A bus trip had stopped for a visit and something had clearly been lost in translation as to what to expect.
You won’t get the chance to pet dolphins or watch them jump through hoops.
What you will find at the centre, beside Tugnet Ice House, Spey Bay (at the mouth of the River Spey), is one of the best places in Scotland to view dolphins from the land.
The Moray Firth is famous for its resident population of Bottlenose Dolphins.
Though the population (of about 200 dolphins) is based here, its members travel far and wide. The dolphins are individually named and some are easily identifiable. For example, Spirtle is marked by the remnants of sunburn from a stranding she survived a few years ago. Both she and other Moray Firth dolphins have been seen as far away as the south-west of Ireland.
This is the most northerly population of dolphins in the world. They are a hardy bunch and individuals are large in comparison to the average size for dolphins.

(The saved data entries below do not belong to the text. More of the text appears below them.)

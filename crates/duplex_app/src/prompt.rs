use dialoguer::Select;
use dialoguer::theme::ColorfulTheme;
use duplex_core::{TransformDecision, TransformError, TransformErrorHandler};
use indicatif::ProgressBar;
use tracing::warn;

const CHOICES: [&str; 3] = ["yes", "no", "ignore all"];

/// Asks on the terminal whether to go on after a module error.
pub struct PromptHandler {
    progress: Option<ProgressBar>,
}

impl PromptHandler {
    pub fn new(progress: Option<ProgressBar>) -> Self {
        Self { progress }
    }

    fn ask(&self, error: &TransformError) -> TransformDecision {
        eprintln!("\n{error}");
        let selection = Select::with_theme(&ColorfulTheme::default())
            .with_prompt("Do you want to continue with the execution?")
            .items(&CHOICES)
            .default(0)
            .interact();
        match selection {
            Ok(index) => decision(index),
            Err(e) => {
                warn!(error = %e, "No answer from the terminal, stopping");
                TransformDecision::Stop
            }
        }
    }
}

fn decision(index: usize) -> TransformDecision {
    match index {
        0 => TransformDecision::Continue,
        2 => TransformDecision::IgnoreAll,
        _ => TransformDecision::Stop,
    }
}

impl TransformErrorHandler for PromptHandler {
    fn decide(&mut self, error: &TransformError) -> TransformDecision {
        match &self.progress {
            Some(pb) => pb.suspend(|| self.ask(error)),
            None => self.ask(error),
        }
    }
}

#[cfg(test)]
mod tests {
    use super::*;

    #[test]
    fn test_choices_map_to_decisions() {
        assert_eq!(decision(0), TransformDecision::Continue);
        assert_eq!(decision(1), TransformDecision::Stop);
        assert_eq!(decision(2), TransformDecision::IgnoreAll);
    }
}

Entry to the Scottish Dolphin Centre is free of charge.
Salmon is part of the dolphin’s diet and it’s appropriate that the centre should be in a building adjacent to an ice house. This was used historically as a store for ice which was used to preserve salmon caught for human consumption.

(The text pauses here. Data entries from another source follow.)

//! Service configuration
//!
//! Connection settings for the processing service and object store gateways,
//! plus the polling cadence used while waiting on jobs.

use std::time::Duration;

/// Client configuration
#[derive(Debug, Clone)]
pub struct ServiceConfig {
    /// Processing service base URL (e.g., "http://localhost:8080")
    pub endpoint: String,

    /// Object store base URL (e.g., "http://localhost:9000")
    pub storage_endpoint: String,

    /// How often to poll a job's status while waiting on it
    pub poll_interval: Duration,

    /// Timeout applied to every HTTP request
    pub request_timeout: Duration,
}

impl ServiceConfig {
    /// Creates a new configuration with defaults
    pub fn new(endpoint: String, storage_endpoint: String) -> Self {
        Self {
            endpoint,
            storage_endpoint,
            poll_interval: Duration::from_secs(5),
            request_timeout: Duration::from_secs(30),
        }
    }

    /// Creates configuration from environment variables
    ///
    /// Expected environment variables:
    /// - QUARRY_ENDPOINT (required)
    /// - QUARRY_STORAGE_ENDPOINT (required)
    /// - QUARRY_POLL_INTERVAL (optional, seconds, default: 5)
    /// - QUARRY_REQUEST_TIMEOUT (optional, seconds, default: 30)
    pub fn from_env() -> anyhow::Result<Self> {
        Self::from_lookup(|key| std::env::var(key).ok())
    }

    /// Builds the configuration from an arbitrary key lookup
    pub fn from_lookup<F>(lookup: F) -> anyhow::Result<Self>
    where
        F: Fn(&str) -> Option<String>,
    {
        let endpoint = lookup("QUARRY_ENDPOINT")
            .ok_or_else(|| anyhow::anyhow!("QUARRY_ENDPOINT environment variable not set"))?;

        let storage_endpoint = lookup("QUARRY_STORAGE_ENDPOINT")
            .ok_or_else(|| anyhow::anyhow!("QUARRY_STORAGE_ENDPOINT environment variable not set"))?;

        let mut config = Self::new(endpoint, storage_endpoint);

        if let Some(seconds) = lookup("QUARRY_POLL_INTERVAL").and_then(|s| s.parse::<u64>().ok()) {
            config.poll_interval = Duration::from_secs(seconds);
        }

        if let Some(seconds) = lookup("QUARRY_REQUEST_TIMEOUT").and_then(|s| s.parse::<u64>().ok())
        {
            config.request_timeout = Duration::from_secs(seconds);
        }

        Ok(config)
    }

    /// Validates the configuration
    pub fn validate(&self) -> anyhow::Result<()> {
        for (name, url) in [
            ("endpoint", &self.endpoint),
            ("storage_endpoint", &self.storage_endpoint),
        ] {
            if url.is_empty() {
                anyhow::bail!("{} cannot be empty", name);
            }

            if !url.starts_with("http://") && !url.starts_with("https://") {
                anyhow::bail!("{} must start with http:// or https://", name);
            }
        }

        if self.poll_interval.is_zero() {
            anyhow::bail!("poll_interval must be greater than 0");
        }

        if self.request_timeout.is_zero() {
            anyhow::bail!("request_timeout must be greater than 0");
        }

        Ok(())
    }
}

impl Default for ServiceConfig {
    fn default() -> Self {
        Self::new(
            "http://localhost:8080".to_string(),
            "http://localhost:9000".to_string(),
        )
    }
}

#[cfg(test)]
mod tests {
    use super::*;
    use std::collections::HashMap;

    fn lookup_from(pairs: &[(&str, &str)]) -> impl Fn(&str) -> Option<String> {
        let vars: HashMap<String, String> = pairs
            .iter()
            .map(|(k, v)| (k.to_string(), v.to_string()))
            .collect();
        move |key| vars.get(key).cloned()
    }

    #[test]
    fn test_default_config() {
        let config = ServiceConfig::default();
        assert_eq!(config.poll_interval, Duration::from_secs(5));
        assert_eq!(config.request_timeout, Duration::from_secs(30));
        assert!(config.validate().is_ok());
    }

    #[test]
    fn test_config_validation() {
        let mut config = ServiceConfig::default();

        config.endpoint = String::new();
        assert!(config.validate().is_err());

        config.endpoint = "not-a-url".to_string();
        assert!(config.validate().is_err());

        config.endpoint = "https://processing.internal".to_string();
        assert!(config.validate().is_ok());

        config.poll_interval = Duration::ZERO;
        assert!(config.validate().is_err());
    }

    #[test]
    fn test_from_lookup() {
        let config = ServiceConfig::from_lookup(lookup_from(&[
            ("QUARRY_ENDPOINT", "http://processing:8080"),
            ("QUARRY_STORAGE_ENDPOINT", "http://storage:9000"),
            ("QUARRY_POLL_INTERVAL", "10"),
            ("QUARRY_REQUEST_TIMEOUT", "not-a-number"),
        ]))
        .unwrap();

        assert_eq!(config.endpoint, "http://processing:8080");
        assert_eq!(config.storage_endpoint, "http://storage:9000");
        assert_eq!(config.poll_interval, Duration::from_secs(10));
        assert_eq!(config.request_timeout, Duration::from_secs(30));
    }

    #[test]
    fn test_from_lookup_requires_endpoints() {
        let err = ServiceConfig::from_lookup(lookup_from(&[(
            "QUARRY_ENDPOINT",
            "http://processing:8080",
        )]))
        .unwrap_err();
        assert!(err.to_string().contains("QUARRY_STORAGE_ENDPOINT"));
    }
}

The centre is run by volunteers.
It is owned by WDC, Whale and Dolphin Conservation. WDC is the leading charity (Scottish Charity No. SC040231) dedicated to the protection of whales and dolphins. Their primary aim is to secure a world where every dolphin and whale is free and safe.

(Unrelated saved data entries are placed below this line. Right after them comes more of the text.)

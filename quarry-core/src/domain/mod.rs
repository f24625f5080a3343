//! Core domain types
//!
//! This module contains the structures a caller builds to describe a
//! processing job (configuration, input and output channels) and the
//! structures the processing service reports back (status, logs).

pub mod channel;
pub mod config;
pub mod job;
pub mod log;
pub mod storage;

Among its attractions are:
- Film from animal observation cameras.
- A “dry” dive under the surface of the Moray Firth, providing an audio-visual experience of the sea depths.
- A cosy cafe.
From outside, whether you’re looking out to sea or across/into the mouth of the River Spey, there is a lot of wildlife on offer, including: dolphins; seals; jumping fish; osprey; and otters.
Guided walks are available through the centre or you can amuse yourself on the pebble beach, with views east towards the Bin of Cullen (hill) and west to Lossiemouth. The Speyside Way leads upstream on the River and a relatively short walk takes you to the Spey Viaduct and the pedestrian/bicycle track across to the other side at Garmouth. From the bridge, views inland (to the south) extend as far as Ben Rinnes.
Spey Bay is not the only land-based point from which to view dolphins in Moray.
Other possibilities include the headland viewing platform at Burghead (which has commanding views round more than 180 degrees), and the harbour walls at Hopeman and Lossiemouth.
Various options are available if you would like to go out on a ‘rib’ into the firth to seek out dolphins at other sea creatures close-up.